Fruit consumption is rapidly increasing in Algeria as a result of the growth in population. However, no matter how much modern orchard management technology is introduced in existing plantations, no great increase in productivity should be expected. Trees are old and diseased. New plantings using superior, virus-free nursery trees are necessary to increase citrus output.

In 1979, the Government of Algeria launched a programme for the propagation and maintenance of healthy citrus materials in the country. It is expected that new trees planted since then will produce virus-free, vigorous and productive citrus orchards. These are mainly nucellar clones of commercial varieties introduced from abroad. Their performance under the local environmental conditions in Algeria is now being studied.

Citriculture in Algeria

Citrus orchards in Algeria are distributed along the coastal area, at altitudes below 400 m, where the climate is mild and frosts rare. The total surface area dedicated to citrus growing is estimated at around 43 000 ha, of which 38 000 ha are used for fruit-bearing trees. The citrus orchards are concentrated in five main areas or wilaya, namely Blida (in the Valley of Mitidja), Mascara, Chlef, Mostaganem and Annaba, which together represent about 80 percent of the total surface of citrus.

TABLE 24 Citrus production in Algeria

Year Production (t)
1974 480 000
1976 397 000
1 978 368 000
1 980 320 000
1982 319 000
1982 282 000

Distribution of citrus production is shown in Table 25.

Citrus fruits have been grown commercially in Algeria, both for local consumption and for export since the beginning of the century. The excellent seedless Clementine mandarin, which originated in the garden of an orphanage near Oran, was for many years a major variety grown in the country. However, severe cold weather in 1925 caused extensive damage to citrus orchards and by 1940 oranges had emerged as the main citrus species. Plantings increased rapidly after the Second World War, as did fruit output and exports. However, during the war of independence and the following years, the Algerian economy went through difficult times. By 1974, total citrus exports were 4 000 tonnes, dropping to 34 000 tonnes in 1979. Exports had ceased by 1980, but were restarted in 1984. Ageing of trees, increasing virus disease and pest problems and growing internal consumption are among the major factors contributing to the decline in citrus exports.
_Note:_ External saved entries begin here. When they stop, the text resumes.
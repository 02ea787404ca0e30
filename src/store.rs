//! File-backed store for saved secrets.
//!
//! Records are kept as one `postcard`-serialized vector in the state file
//! named on the command line; every mutation rewrites the file. Secrets
//! are stored as the Base32 text the user typed (encryption at rest is
//! out of scope here), keyed by an opaque random id.

use std::path::{Path, PathBuf};

use log::{debug, info};
use rand_core::{OsRng, RngCore};
use serde::{Deserialize, Serialize};

use crate::{base32, Error, Result};

/// A saved secret and its metadata.
#[derive(Clone, Debug, Deserialize, PartialEq, Serialize)]
pub struct SavedSecret {
    pub id: String,
    pub title: String,
    pub secret: String,
    pub notes: Option<String>,
    pub color: Option<String>,
    pub is_favorite: bool,
    pub created_at: u64,
    pub updated_at: u64,
}

/// Input for [`SecretStore::add`]; id and timestamps are filled in there.
#[derive(Clone, Debug, Default, PartialEq)]
pub struct NewSecret {
    pub title: String,
    pub secret: String,
    pub notes: Option<String>,
    pub color: Option<String>,
    pub is_favorite: bool,
}

pub struct SecretStore {
    path: PathBuf,
    records: Vec<SavedSecret>,
}

impl SecretStore {
    /// Opens the store at `path`, starting empty if the file does not
    /// exist yet.
    pub fn open(path: impl AsRef<Path>) -> Result<Self> {
        let path: PathBuf = path.as_ref().into();
        let records = match std::fs::read(&path) {
            Ok(bytes) => postcard::from_bytes(&bytes)
                .map_err(|e| Error::Store(format!("could not parse {}: {}", path.display(), e)))?,
            Err(e) if e.kind() == std::io::ErrorKind::NotFound => {
                info!("no state file at {}, starting empty", path.display());
                Vec::new()
            }
            Err(e) => return Err(Error::Store(e.to_string())),
        };
        debug!("loaded {} saved secret(s)", records.len());
        Ok(Self { path, records })
    }

    fn persist(&self) -> Result<()> {
        let bytes = postcard::to_allocvec(&self.records)
            .map_err(|e| Error::Store(e.to_string()))?;
        std::fs::write(&self.path, bytes).map_err(|e| Error::Store(e.to_string()))
    }

    /// Saves a new secret. The secret text must be valid Base32; the
    /// caller-supplied `now` becomes both timestamps.
    pub fn add(&mut self, new: NewSecret, now: u64) -> Result<&SavedSecret> {
        base32::decode(&new.secret)?;

        let record = SavedSecret {
            id: random_id(),
            title: new.title,
            secret: new.secret,
            notes: new.notes,
            color: new.color,
            is_favorite: new.is_favorite,
            created_at: now,
            updated_at: now,
        };
        info!("saved secret {} ({:?})", record.id, record.title);
        self.records.push(record);
        self.persist()?;
        Ok(self.records.last().unwrap())
    }

    pub fn get(&self, id: &str) -> Option<&SavedSecret> {
        self.records.iter().find(|r| r.id == id)
    }

    /// Looks a record up by its secret text, comparing normalized forms.
    pub fn find_by_secret(&self, secret: &str) -> Option<&SavedSecret> {
        let wanted = base32::normalize(secret);
        self.records
            .iter()
            .find(|r| base32::normalize(&r.secret) == wanted)
    }

    pub fn remove(&mut self, id: &str) -> Result<SavedSecret> {
        let index = self
            .records
            .iter()
            .position(|r| r.id == id)
            .ok_or_else(|| Error::UnknownId(id.into()))?;
        let record = self.records.remove(index);
        self.persist()?;
        info!("deleted secret {}", id);
        Ok(record)
    }

    pub fn toggle_favorite(&mut self, id: &str, now: u64) -> Result<&SavedSecret> {
        let index = self
            .records
            .iter()
            .position(|r| r.id == id)
            .ok_or_else(|| Error::UnknownId(id.into()))?;
        {
            let record = &mut self.records[index];
            record.is_favorite = !record.is_favorite;
            record.updated_at = now;
        }
        self.persist()?;
        Ok(&self.records[index])
    }

    /// All records, favorites first, then newest first.
    pub fn list(&self) -> Vec<&SavedSecret> {
        let mut records: Vec<&SavedSecret> = self.records.iter().collect();
        records.sort_by(|a, b| {
            b.is_favorite
                .cmp(&a.is_favorite)
                .then(b.created_at.cmp(&a.created_at))
        });
        records
    }

    pub fn len(&self) -> usize {
        self.records.len()
    }

    pub fn is_empty(&self) -> bool {
        self.records.is_empty()
    }
}

fn random_id() -> String {
    let mut bytes = [0u8; 8];
    OsRng.fill_bytes(&mut bytes);
    data_encoding::HEXLOWER.encode(&bytes)
}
Many citrus varieties are grown in Algeria, including oranges (49.1 percent), mandarins (35.4 percent), lemons (2 percent), grapefruits (pomelos) (0.5 percent) and other mixed varieties (13 percent). Among oranges, early ripening varieties account for 36.7 percent of production, mid-season, 50.4 percent and late ripening, 12.9 percent. Among mandarins, the Clementine accounts for 81.8 percent of production, but, of that, over half is the Monreal seedy variety. Lemons are grown only in small orchards and production is considered insufficient to meet local demand, especially during summer months. Grapefruits are not much favoured by local people and the industry only considers them at the end of the season. It is estimated that 20 000 tonnes of citrus fruits are processed every year for the production of juice and preserves. Information available for citrus varieties and area planted is shown in Table 26.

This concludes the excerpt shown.